-- WORK ITEM --
Where a line of the records contains the word "WorkflowError", show that line.

-- THE DATA --
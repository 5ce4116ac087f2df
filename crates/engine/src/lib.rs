//! Execution-engine contract for two-step approval workflows.
//!
//! The orchestration core never talks to a process engine directly; it goes
//! through [`ExecutionEngine`]. This crate holds that trait, the records it
//! returns, [`EngineError`], a reference [`InMemoryEngine`], and a
//! [`conformance`] suite any engine implementation can run.

pub mod conformance;
pub mod definition;
mod error;
pub mod memory;
mod record;
mod traits;

pub use definition::{ProcessDefinition, APPROVAL_PROCESS_KEY, APPROVAL_TASK, MANUAL_TASK};
pub use error::EngineError;
pub use memory::{Clock, InMemoryEngine, SteppingClock, SystemClock, USER_TASK};
pub use record::{
    CommentRecord, HistoricActivityRecord, HistoricVariableRecord, TaskQuery, TaskRecord,
    VariableMap,
};
pub use traits::{EngineListener, ExecutionEngine};
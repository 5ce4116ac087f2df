//! Server configuration: CLI flags, overridden by an optional TOML file.

use std::path::{Path, PathBuf};

use serde::Deserialize;

/// Default request body limit: 1 MB.
pub(crate) const DEFAULT_MAX_BODY_SIZE: usize = 1024 * 1024;

#[derive(Debug, thiserror::Error)]
pub(crate) enum ConfigError {
    #[error("cannot read config file {path}: {source}")]
    Read {
        path: PathBuf,
        source: std::io::Error,
    },
    #[error("invalid config file {path}: {source}")]
    Parse {
        path: PathBuf,
        source: toml::de::Error,
    },
    #[error("invalid configuration: {0}")]
    Invalid(String),
}

/// The flags of `approvals serve` that a config file may override.
#[derive(Debug, Clone)]
pub(crate) struct CliConfig {
    pub(crate) host: String,
    pub(crate) port: u16,
}

/// Contents of the TOML config file. Every field is optional.
#[derive(Debug, Default, Deserialize)]
#[serde(default, deny_unknown_fields)]
pub(crate) struct FileConfig {
    pub(crate) host: Option<String>,
    pub(crate) port: Option<u16>,
    pub(crate) max_body_size: Option<usize>,
    pub(crate) definition_key: Option<String>,
}

impl FileConfig {
    pub(crate) fn load(path: &Path) -> Result<Self, ConfigError> {
        let text = std::fs::read_to_string(path).map_err(|source| ConfigError::Read {
            path: path.to_path_buf(),
            source,
        })?;
        toml::from_str(&text).map_err(|source| ConfigError::Parse {
            path: path.to_path_buf(),
            source,
        })
    }
}

/// Resolved settings of the HTTP server.
#[derive(Debug, Clone, PartialEq, Eq)]
pub(crate) struct ServeConfig {
    pub(crate) host: String,
    pub(crate) port: u16,
    pub(crate) max_body_size: usize,
    /// Definition new cases are started from.
    pub(crate) definition_key: String,
}

impl ServeConfig {
    /// File values win over CLI values where present.
    pub(crate) fn resolve(
        cli: &CliConfig,
        file: Option<FileConfig>,
    ) -> Result<Self, ConfigError> {
        let file = file.unwrap_or_default();

        let host = file.host.unwrap_or_else(|| cli.host.clone());
        if host.trim().is_empty() {
            return Err(ConfigError::Invalid("host cannot be blank".into()));
        }
        let max_body_size = file.max_body_size.unwrap_or(DEFAULT_MAX_BODY_SIZE);
        if max_body_size == 0 {
            return Err(ConfigError::Invalid(
                "max_body_size must be greater than zero".into(),
            ));
        }
        let definition_key = file
            .definition_key
            .unwrap_or_else(|| approvals_engine::APPROVAL_PROCESS_KEY.to_string());
        if definition_key.trim().is_empty() {
            return Err(ConfigError::Invalid("definition_key cannot be blank".into()));
        }

        Ok(ServeConfig {
            host,
            port: file.port.unwrap_or(cli.port),
            max_body_size,
            definition_key,
        })
    }

    pub(crate) fn addr(&self) -> String {
        format!("{}:{}", self.host, self.port)
    }
}

/// Read the config file, if any, and resolve it against the CLI flags.
pub(crate) fn load(cli: &CliConfig, path: Option<PathBuf>) -> Result<ServeConfig, ConfigError> {
    let file = path.as_deref().map(FileConfig::load).transpose()?;
    ServeConfig::resolve(cli, file)
}

#[cfg(test)]
mod tests {
    use super::*;
    use std::io::Write;

    fn cli() -> CliConfig {
        CliConfig {
            host: "0.0.0.0".into(),
            port: 8080,
        }
    }

    #[test]
    fn cli_values_without_file() {
        let config = ServeConfig::resolve(&cli(), None).unwrap();
        assert_eq!(config.addr(), "0.0.0.0:8080");
        assert_eq!(config.max_body_size, DEFAULT_MAX_BODY_SIZE);
        assert_eq!(config.definition_key, "approvalProcess");
    }

    #[test]
    fn file_overrides_cli() {
        let file: FileConfig =
            toml::from_str("host = \"127.0.0.1\"\nport = 9000\nmax_body_size = 2048\n").unwrap();
        let config = ServeConfig::resolve(&cli(), Some(file)).unwrap();
        assert_eq!(config.addr(), "127.0.0.1:9000");
        assert_eq!(config.max_body_size, 2048);
    }

    #[test]
    fn invalid_values_are_rejected() {
        let file: FileConfig = toml::from_str("max_body_size = 0").unwrap();
        assert!(matches!(
            ServeConfig::resolve(&cli(), Some(file)),
            Err(ConfigError::Invalid(_))
        ));
        let file: FileConfig = toml::from_str("definition_key = \" \"").unwrap();
        assert!(ServeConfig::resolve(&cli(), Some(file)).is_err());
    }

    #[test]
    fn unknown_keys_fail_to_parse() {
        assert!(toml::from_str::<FileConfig>("rate_limit = 5").is_err());
    }

    #[test]
    fn load_reads_file_from_disk() {
        let mut file = tempfile::NamedTempFile::new().unwrap();
        writeln!(file, "port = 9100").unwrap();
        let config = load(&cli(), Some(file.path().to_path_buf())).unwrap();
        assert_eq!(config.port, 9100);

        let missing = load(&cli(), Some(PathBuf::from("/nonexistent/approvals.toml")));
        assert!(matches!(missing, Err(ConfigError::Read { .. })));
    }
}
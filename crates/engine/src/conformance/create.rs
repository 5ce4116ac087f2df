use std::future::Future;

use super::{case_variables, start_case, TestResult};
use crate::definition::{APPROVAL_PROCESS_KEY, APPROVAL_TASK};
use crate::{EngineError, ExecutionEngine, TaskQuery};

pub(super) async fn run_create_tests<E, F, Fut>(factory: &F) -> Vec<TestResult>
where
    E: ExecutionEngine,
    F: Fn() -> Fut,
    Fut: Future<Output = E>,
{
    vec![
        TestResult::from_result(
            "create",
            "new_case_has_one_approval_task",
            new_case_has_one_approval_task(factory).await,
        ),
        TestResult::from_result(
            "create",
            "first_task_assigned_to_approver",
            first_task_assigned_to_approver(factory).await,
        ),
        TestResult::from_result(
            "create",
            "initial_variables_readable_live",
            initial_variables_readable_live(factory).await,
        ),
        TestResult::from_result(
            "create",
            "case_ids_are_unique",
            case_ids_are_unique(factory).await,
        ),
        TestResult::from_result(
            "create",
            "unknown_definition_rejected",
            unknown_definition_rejected(factory).await,
        ),
    ]
}

// ── Test implementations ──────────────────────────────────────────────────────

async fn new_case_has_one_approval_task<E, F, Fut>(factory: &F) -> Result<(), String>
where
    E: ExecutionEngine,
    F: Fn() -> Fut,
    Fut: Future<Output = E>,
{
    let engine = factory().await;
    let (case_id, task) = start_case(&engine, "approver-1", "executor-1").await?;
    if task.definition_key != APPROVAL_TASK {
        return Err(format!(
            "expected first task '{APPROVAL_TASK}', got '{}'",
            task.definition_key
        ));
    }
    let all = engine
        .find_tasks(&TaskQuery::default().for_case(case_id.clone()))
        .await
        .map_err(|e| e.to_string())?;
    if all.len() != 1 {
        return Err(format!("expected 1 active task, got {}", all.len()));
    }
    if !engine.is_active(&case_id).await.map_err(|e| e.to_string())? {
        return Err("new case is not active".to_string());
    }
    Ok(())
}

async fn first_task_assigned_to_approver<E, F, Fut>(factory: &F) -> Result<(), String>
where
    E: ExecutionEngine,
    F: Fn() -> Fut,
    Fut: Future<Output = E>,
{
    let engine = factory().await;
    let (_, task) = start_case(&engine, "approver-1", "executor-1").await?;
    match task.assignee.as_deref() {
        Some("approver-1") => Ok(()),
        other => Err(format!("expected assignee approver-1, got {other:?}")),
    }
}

async fn initial_variables_readable_live<E, F, Fut>(factory: &F) -> Result<(), String>
where
    E: ExecutionEngine,
    F: Fn() -> Fut,
    Fut: Future<Output = E>,
{
    let engine = factory().await;
    let (case_id, _) = start_case(&engine, "approver-1", "executor-1").await?;
    let vars = engine
        .read_variables(&case_id)
        .await
        .map_err(|e| e.to_string())?;
    let expected = case_variables("approver-1", "executor-1");
    for (name, value) in &expected {
        if vars.get(name) != Some(value) {
            return Err(format!(
                "variable '{name}': expected {value}, got {:?}",
                vars.get(name)
            ));
        }
    }
    let status = engine
        .read_variable(&case_id, "processStatus")
        .await
        .map_err(|e| e.to_string())?;
    if status != Some(serde_json::json!("APPROVAL_PENDING")) {
        return Err(format!("processStatus read back as {status:?}"));
    }
    Ok(())
}

async fn case_ids_are_unique<E, F, Fut>(factory: &F) -> Result<(), String>
where
    E: ExecutionEngine,
    F: Fn() -> Fut,
    Fut: Future<Output = E>,
{
    let engine = factory().await;
    let (a, ta) = start_case(&engine, "approver-1", "executor-1").await?;
    let (b, tb) = start_case(&engine, "approver-1", "executor-1").await?;
    if a == b || ta.id == tb.id {
        return Err(format!("duplicate ids: cases {a}/{b}, tasks {}/{}", ta.id, tb.id));
    }
    Ok(())
}

async fn unknown_definition_rejected<E, F, Fut>(factory: &F) -> Result<(), String>
where
    E: ExecutionEngine,
    F: Fn() -> Fut,
    Fut: Future<Output = E>,
{
    let engine = factory().await;
    match engine
        .create_case("noSuchProcess", case_variables("a", "b"))
        .await
    {
        Err(EngineError::DefinitionNotFound { key }) if key == "noSuchProcess" => {
            // The real definition must still work afterwards.
            engine
                .create_case(APPROVAL_PROCESS_KEY, case_variables("a", "b"))
                .await
                .map(|_| ())
                .map_err(|e| e.to_string())
        }
        Err(other) => Err(format!("expected DefinitionNotFound, got {other}")),
        Ok(id) => Err(format!("unknown definition created case {id}")),
    }
}
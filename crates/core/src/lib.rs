//! Orchestration core for two-step approval workflows.
//!
//! An initiator starts a case, the approver approves or rejects it, and on
//! approval the executor completes a manual step. The core authorizes who
//! may act on which task, drives each case through its states by asking
//! the execution engine to complete tasks, resolves status from live or
//! historic engine data, and records an audit trail. All case state lives
//! in the engine ([`approvals_engine::ExecutionEngine`]); nothing is kept
//! here between calls.

pub mod audit;
mod error;
pub mod identity;
pub mod model;
pub mod orchestrator;
pub mod status;
pub mod tasks;
pub mod variables;

use std::sync::Arc;

use approvals_engine::ExecutionEngine;

pub use audit::{AuditEvent, AuditListener, AuditSink, MemoryAuditSink, TracingAuditSink};
pub use error::{ErrorKind, IdentityPart, WorkflowError};
pub use identity::{Identity, RequestContext, ROLES_HEADER, USER_HEADER};
pub use model::{
    ActionRequest, DecisionRequest, HistoryEntry, ProcessStatus, StartCaseRequest,
    StartCaseResponse, TaskListItem, TaskOperationResponse, TaskSummary,
};
pub use orchestrator::Orchestrator;
pub use status::StatusResolver;
pub use tasks::TaskService;
pub use variables::{ApprovalResult, ProcessState, ProcessVariables, TaskKind};

/// The three core services over one engine and audit sink.
pub struct Workflow {
    orchestrator: Orchestrator,
    tasks: TaskService,
    status: StatusResolver,
}

impl Workflow {
    pub fn new(engine: Arc<dyn ExecutionEngine>, audit: Arc<dyn AuditSink>) -> Self {
        Workflow {
            orchestrator: Orchestrator::new(engine.clone(), audit.clone()),
            tasks: TaskService::new(engine.clone(), audit),
            status: StatusResolver::new(engine),
        }
    }

    /// Start cases of the definition `key`.
    pub fn with_definition_key(mut self, key: impl Into<String>) -> Self {
        self.orchestrator = self.orchestrator.with_definition_key(key);
        self
    }

    pub async fn start_case(
        &self,
        ctx: &RequestContext,
        request: StartCaseRequest,
    ) -> Result<StartCaseResponse, WorkflowError> {
        self.orchestrator.start_case(ctx, request).await
    }

    pub async fn find_tasks(
        &self,
        ctx: &RequestContext,
        role: Option<&str>,
        user_id: Option<&str>,
    ) -> Result<Vec<TaskListItem>, WorkflowError> {
        self.tasks.find_tasks(ctx, role, user_id).await
    }

    pub async fn approve(
        &self,
        ctx: &RequestContext,
        task_id: &str,
        request: DecisionRequest,
    ) -> Result<TaskOperationResponse, WorkflowError> {
        self.tasks.approve(ctx, task_id, request).await
    }

    pub async fn reject(
        &self,
        ctx: &RequestContext,
        task_id: &str,
        request: DecisionRequest,
    ) -> Result<TaskOperationResponse, WorkflowError> {
        self.tasks.reject(ctx, task_id, request).await
    }

    pub async fn complete(
        &self,
        ctx: &RequestContext,
        task_id: &str,
        request: ActionRequest,
    ) -> Result<TaskOperationResponse, WorkflowError> {
        self.tasks.complete(ctx, task_id, request).await
    }

    pub async fn status(&self, case_id: &str) -> Result<ProcessStatus, WorkflowError> {
        self.status.status(case_id).await
    }
}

-- TASK SOLUTION --
pub use error::{ErrorKind, IdentityPart, WorkflowError};
    ) -> Result<StartCaseResponse, WorkflowError> {
    ) -> Result<Vec<TaskListItem>, WorkflowError> {
    ) -> Result<TaskOperationResponse, WorkflowError> {
    ) -> Result<TaskOperationResponse, WorkflowError> {
    ) -> Result<TaskOperationResponse, WorkflowError> {
    pub async fn status(&self, case_id: &str) -> Result<ProcessStatus, WorkflowError> {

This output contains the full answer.